» **What you should do**: Could you copy the lines below exactly, leaving none out?

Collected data
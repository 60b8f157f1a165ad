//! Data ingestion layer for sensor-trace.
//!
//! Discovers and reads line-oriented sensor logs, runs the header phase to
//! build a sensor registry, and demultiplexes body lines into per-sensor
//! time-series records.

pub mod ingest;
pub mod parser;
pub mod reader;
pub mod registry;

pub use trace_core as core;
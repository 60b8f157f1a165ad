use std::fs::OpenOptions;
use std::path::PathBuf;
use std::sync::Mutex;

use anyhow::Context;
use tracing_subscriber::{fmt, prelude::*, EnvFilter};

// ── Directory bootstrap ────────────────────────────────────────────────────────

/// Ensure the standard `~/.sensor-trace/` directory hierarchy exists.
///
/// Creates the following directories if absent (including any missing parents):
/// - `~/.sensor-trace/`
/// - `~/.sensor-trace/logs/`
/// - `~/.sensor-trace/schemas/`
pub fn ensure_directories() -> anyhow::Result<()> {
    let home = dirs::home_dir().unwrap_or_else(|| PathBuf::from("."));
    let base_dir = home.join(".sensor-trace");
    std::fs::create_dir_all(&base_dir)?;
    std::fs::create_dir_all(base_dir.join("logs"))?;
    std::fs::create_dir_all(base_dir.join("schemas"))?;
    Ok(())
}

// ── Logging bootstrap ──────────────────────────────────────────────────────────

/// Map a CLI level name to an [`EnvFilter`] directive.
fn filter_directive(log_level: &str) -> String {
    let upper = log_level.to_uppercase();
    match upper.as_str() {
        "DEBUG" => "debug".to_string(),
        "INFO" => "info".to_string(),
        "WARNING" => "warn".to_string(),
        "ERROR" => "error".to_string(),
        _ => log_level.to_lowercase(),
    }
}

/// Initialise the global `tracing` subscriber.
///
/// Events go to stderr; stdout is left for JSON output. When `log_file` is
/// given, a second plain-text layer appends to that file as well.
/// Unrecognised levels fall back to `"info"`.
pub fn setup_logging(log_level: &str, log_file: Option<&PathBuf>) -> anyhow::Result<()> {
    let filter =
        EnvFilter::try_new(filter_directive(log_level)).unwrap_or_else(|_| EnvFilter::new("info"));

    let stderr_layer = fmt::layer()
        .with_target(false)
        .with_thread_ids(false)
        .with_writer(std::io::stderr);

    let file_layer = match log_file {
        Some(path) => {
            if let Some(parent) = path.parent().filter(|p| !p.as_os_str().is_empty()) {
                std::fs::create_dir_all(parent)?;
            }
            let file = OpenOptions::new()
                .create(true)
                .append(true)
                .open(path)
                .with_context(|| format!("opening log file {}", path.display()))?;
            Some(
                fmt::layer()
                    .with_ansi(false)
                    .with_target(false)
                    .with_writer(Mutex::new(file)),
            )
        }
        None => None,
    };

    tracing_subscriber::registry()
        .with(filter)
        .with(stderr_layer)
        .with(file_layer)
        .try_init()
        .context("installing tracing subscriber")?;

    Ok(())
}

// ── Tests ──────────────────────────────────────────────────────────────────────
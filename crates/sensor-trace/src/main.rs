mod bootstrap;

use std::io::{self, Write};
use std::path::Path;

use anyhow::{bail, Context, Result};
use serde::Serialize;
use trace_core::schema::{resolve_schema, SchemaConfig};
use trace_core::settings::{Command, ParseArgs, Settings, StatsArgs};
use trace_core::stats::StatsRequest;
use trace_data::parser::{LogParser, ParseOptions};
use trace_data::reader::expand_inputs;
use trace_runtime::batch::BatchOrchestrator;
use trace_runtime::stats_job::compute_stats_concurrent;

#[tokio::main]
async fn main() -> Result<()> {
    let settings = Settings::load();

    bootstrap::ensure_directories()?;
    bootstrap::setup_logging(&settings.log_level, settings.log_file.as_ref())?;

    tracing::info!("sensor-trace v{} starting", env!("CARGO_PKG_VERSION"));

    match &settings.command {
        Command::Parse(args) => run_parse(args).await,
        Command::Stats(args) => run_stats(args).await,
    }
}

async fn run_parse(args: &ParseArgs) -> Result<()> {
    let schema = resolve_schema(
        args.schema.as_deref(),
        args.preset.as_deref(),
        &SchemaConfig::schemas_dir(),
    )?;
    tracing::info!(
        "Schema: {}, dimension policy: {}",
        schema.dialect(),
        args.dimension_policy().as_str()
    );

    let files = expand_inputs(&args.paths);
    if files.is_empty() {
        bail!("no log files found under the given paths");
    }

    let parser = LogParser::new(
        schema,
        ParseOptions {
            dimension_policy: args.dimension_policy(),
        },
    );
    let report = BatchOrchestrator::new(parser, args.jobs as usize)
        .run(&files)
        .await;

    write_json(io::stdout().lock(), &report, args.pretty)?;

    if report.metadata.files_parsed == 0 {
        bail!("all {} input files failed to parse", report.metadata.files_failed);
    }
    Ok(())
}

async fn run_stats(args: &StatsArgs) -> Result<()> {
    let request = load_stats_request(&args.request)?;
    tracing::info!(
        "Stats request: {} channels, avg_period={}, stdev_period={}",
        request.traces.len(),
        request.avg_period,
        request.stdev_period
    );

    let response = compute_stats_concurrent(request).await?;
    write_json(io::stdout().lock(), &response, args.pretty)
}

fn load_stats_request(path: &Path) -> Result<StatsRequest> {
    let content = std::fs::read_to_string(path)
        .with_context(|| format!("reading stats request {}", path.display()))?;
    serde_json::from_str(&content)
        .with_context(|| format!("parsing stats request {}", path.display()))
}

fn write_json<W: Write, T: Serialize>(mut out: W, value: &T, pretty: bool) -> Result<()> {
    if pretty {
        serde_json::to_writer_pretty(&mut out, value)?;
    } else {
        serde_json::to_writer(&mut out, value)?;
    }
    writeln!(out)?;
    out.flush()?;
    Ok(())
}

» **Expected answer**:
repository 60b8f157f1a165ad
//! Data ingestion layer for sensor-trace.
//!
//! Discovers and reads line-oriented sensor logs, runs the header phase to
//! build a sensor registry, and demultiplexes body lines into per-sensor
//! time-series records.

pub mod ingest;
pub mod parser;
pub mod reader;
pub mod registry;

pub use trace_core as core;
repository 60b8f157f1a165ad
use std::fs::OpenOptions;
use std::path::PathBuf;
use std::sync::Mutex;

use anyhow::Context;
use tracing_subscriber::{fmt, prelude::*, EnvFilter};

// ── Directory bootstrap ────────────────────────────────────────────────────────

/// Ensure the standard `~/.sensor-trace/` directory hierarchy exists.
///
/// Creates the following directories if absent (including any missing parents):
/// - `~/.sensor-trace/`
/// - `~/.sensor-trace/logs/`
/// - `~/.sensor-trace/schemas/`
pub fn ensure_directories() -> anyhow::Result<()> {
    let home = dirs::home_dir().unwrap_or_else(|| PathBuf::from("."));
    let base_dir = home.join(".sensor-trace");
    std::fs::create_dir_all(&base_dir)?;
    std::fs::create_dir_all(base_dir.join("logs"))?;
    std::fs::create_dir_all(base_dir.join("schemas"))?;
    Ok(())
}

// ── Logging bootstrap ──────────────────────────────────────────────────────────

/// Map a CLI level name to an [`EnvFilter`] directive.
fn filter_directive(log_level: &str) -> String {
    let upper = log_level.to_uppercase();
    match upper.as_str() {
        "DEBUG" => "debug".to_string(),
        "INFO" => "info".to_string(),
        "WARNING" => "warn".to_string(),
        "ERROR" => "error".to_string(),
        _ => log_level.to_lowercase(),
    }
}

/// Initialise the global `tracing` subscriber.
///
/// Events go to stderr; stdout is left for JSON output. When `log_file` is
/// given, a second plain-text layer appends to that file as well.
/// Unrecognised levels fall back to `"info"`.
pub fn setup_logging(log_level: &str, log_file: Option<&PathBuf>) -> anyhow::Result<()> {
    let filter =
        EnvFilter::try_new(filter_directive(log_level)).unwrap_or_else(|_| EnvFilter::new("info"));

    let stderr_layer = fmt::layer()
        .with_target(false)
        .with_thread_ids(false)
        .with_writer(std::io::stderr);

    let file_layer = match log_file {
        Some(path) => {
            if let Some(parent) = path.parent().filter(|p| !p.as_os_str().is_empty()) {
                std::fs::create_dir_all(parent)?;
            }
            let file = OpenOptions::new()
                .create(true)
                .append(true)
                .open(path)
                .with_context(|| format!("opening log file {}", path.display()))?;
            Some(
                fmt::layer()
                    .with_ansi(false)
                    .with_target(false)
                    .with_writer(Mutex::new(file)),
            )
        }
        None => None,
    };

    tracing_subscriber::registry()
        .with(filter)
        .with(stderr_layer)
        .with(file_layer)
        .try_init()
        .context("installing tracing subscriber")?;

    Ok(())
}

// ── Tests ──────────────────────────────────────────────────────────────────────
filename crates/sensor-trace/src/main.rs
mod bootstrap;

use std::io::{self, Write};
use std::path::Path;

use anyhow::{bail, Context, Result};
use serde::Serialize;
use trace_core::schema::{resolve_schema, SchemaConfig};
use trace_core::settings::{Command, ParseArgs, Settings, StatsArgs};
use trace_core::stats::StatsRequest;
use trace_data::parser::{LogParser, ParseOptions};
use trace_data::reader::expand_inputs;
use trace_runtime::batch::BatchOrchestrator;
use trace_runtime::stats_job::compute_stats_concurrent;

#[tokio::main]
async fn main() -> Result<()> {
    let settings = Settings::load();

    bootstrap::ensure_directories()?;
    bootstrap::setup_logging(&settings.log_level, settings.log_file.as_ref())?;

    tracing::info!("sensor-trace v{} starting", env!("CARGO_PKG_VERSION"));

    match &settings.command {
        Command::Parse(args) => run_parse(args).await,
        Command::Stats(args) => run_stats(args).await,
    }
}

async fn run_parse(args: &ParseArgs) -> Result<()> {
    let schema = resolve_schema(
        args.schema.as_deref(),
        args.preset.as_deref(),
        &SchemaConfig::schemas_dir(),
    )?;
    tracing::info!(
        "Schema: {}, dimension policy: {}",
        schema.dialect(),
        args.dimension_policy().as_str()
    );

    let files = expand_inputs(&args.paths);
    if files.is_empty() {
        bail!("no log files found under the given paths");
    }

    let parser = LogParser::new(
        schema,
        ParseOptions {
            dimension_policy: args.dimension_policy(),
        },
    );
    let report = BatchOrchestrator::new(parser, args.jobs as usize)
        .run(&files)
        .await;

    write_json(io::stdout().lock(), &report, args.pretty)?;

    if report.metadata.files_parsed == 0 {
        bail!("all {} input files failed to parse", report.metadata.files_failed);
    }
    Ok(())
}

async fn run_stats(args: &StatsArgs) -> Result<()> {
    let request = load_stats_request(&args.request)?;
    tracing::info!(
        "Stats request: {} channels, avg_period={}, stdev_period={}",
        request.traces.len(),
        request.avg_period,
        request.stdev_period
    );

    let response = compute_stats_concurrent(request).await?;
    write_json(io::stdout().lock(), &response, args.pretty)
}

fn load_stats_request(path: &Path) -> Result<StatsRequest> {
    let content = std::fs::read_to_string(path)
        .with_context(|| format!("reading stats request {}", path.display()))?;
    serde_json::from_str(&content)
        .with_context(|| format!("parsing stats request {}", path.display()))
}

fn write_json<W: Write, T: Serialize>(mut out: W, value: &T, pretty: bool) -> Result<()> {
    if pretty {
        serde_json::to_writer_pretty(&mut out, value)?;
    } else {
        serde_json::to_writer(&mut out, value)?;
    }
    writeln!(out)?;
    out.flush()?;
    Ok(())
}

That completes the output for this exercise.